WHAT IS BEING ASKED
Begin with the line that holds "for (feedback_type, count)" and repeat each line after it exactly, ending with the last line of the listing.

RECORDED DATA
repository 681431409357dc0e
//! Database schema and initialization

pub mod init;

pub use init::*;
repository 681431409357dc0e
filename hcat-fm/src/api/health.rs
//! Health check endpoint

use axum::{routing::get, Json, Router};
use serde::{Deserialize, Serialize};

use crate::AppState;

#[derive(Debug, Serialize, Deserialize)]
pub struct HealthResponse {
    pub status: String,
    pub module: String,
    pub version: String,
}

/// GET /health
///
/// No authentication.
pub async fn health_check() -> Json<HealthResponse> {
    Json(HealthResponse {
        status: "ok".to_string(),
        module: crate::MODULE_NAME.to_string(),
        version: env!("CARGO_PKG_VERSION").to_string(),
    })
}

pub fn health_routes() -> Router<AppState> {
    Router::new().route("/health", get(health_check))
}
//! Feedback statistics

use std::sync::Arc;

use chrono::{DateTime, Duration, Utc};
use hcat_common::models::{FeedbackStatus, FeedbackType};
use hcat_common::Result;
use serde::{Deserialize, Serialize};

use crate::store::{FeedbackStore, FeedbackTally};

/// Window for `recentWeek`
pub const RECENT_WINDOW_DAYS: i64 = 7;

#[derive(Debug, Clone, Copy, Default, PartialEq, Eq, Serialize, Deserialize)]
pub struct StatusCounts {
    pub pending: i64,
    pub approved: i64,
    pub rejected: i64,
}

impl StatusCounts {
    pub fn sum(&self) -> i64 {
        self.pending + self.approved + self.rejected
    }
}

#[derive(Debug, Clone, Copy, Default, PartialEq, Eq, Serialize, Deserialize)]
pub struct TypeCounts {
    pub edit_suggestion: i64,
    pub new_info: i64,
    pub correction: i64,
    pub general: i64,
}

#[derive(Debug, Clone, Copy, Default, PartialEq, Eq, Serialize, Deserialize)]
#[serde(rename_all = "camelCase")]
pub struct FeedbackStats {
    pub total: i64,
    pub recent_week: i64,
    pub by_status: StatusCounts,
    pub by_type: TypeCounts,
}

/// Read-only aggregation over the feedback store
pub struct StatsAggregator {
    feedback: Arc<dyn FeedbackStore>,
}

impl StatsAggregator {
    pub fn new(feedback: Arc<dyn FeedbackStore>) -> Self {
        Self { feedback }
    }

    pub async fn get_stats(&self) -> Result<FeedbackStats> {
        self.get_stats_at(Utc::now()).await
    }

    /// Stats with the recent window ending at `now`
    pub async fn get_stats_at(&self, now: DateTime<Utc>) -> Result<FeedbackStats> {
        let since = now - Duration::days(RECENT_WINDOW_DAYS);
        let tally = self.feedback.tally(since).await?;
        Ok(aggregate(&tally))
    }
}

/// Fold grouped counts into fixed keys; missing groups stay 0
pub fn aggregate(tally: &FeedbackTally) -> FeedbackStats {
    let mut by_status = StatusCounts::default();
    for (status, count) in &tally.by_status {
        match status {
            FeedbackStatus::Pending => by_status.pending += count,
            FeedbackStatus::Approved => by_status.approved += count,
            FeedbackStatus::Rejected => by_status.rejected += count,
        }
    }

    let mut by_type = TypeCounts::default();
    for (feedback_type, count) in &tally.by_type {
        match feedback_type {
            FeedbackType::EditSuggestion => by_type.edit_suggestion += count,
            FeedbackType::NewInfo => by_type.new_info += count,
            FeedbackType::Correction => by_type.correction += count,
            FeedbackType::General => by_type.general += count,
        }
    }

    FeedbackStats {
        total: tally.total,
        recent_week: tally.recent,
        by_status,
        by_type,
    }
}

RESULT OF THE EXERCISE
    for (feedback_type, count) in &tally.by_type {
        match feedback_type {
            FeedbackType::EditSuggestion => by_type.edit_suggestion += count,
            FeedbackType::NewInfo => by_type.new_info += count,
            FeedbackType::Correction => by_type.correction += count,
            FeedbackType::General => by_type.general += count,
        }
    }

    FeedbackStats {
        total: tally.total,
        recent_week: tally.recent,
        by_status,
        by_type,
    }
}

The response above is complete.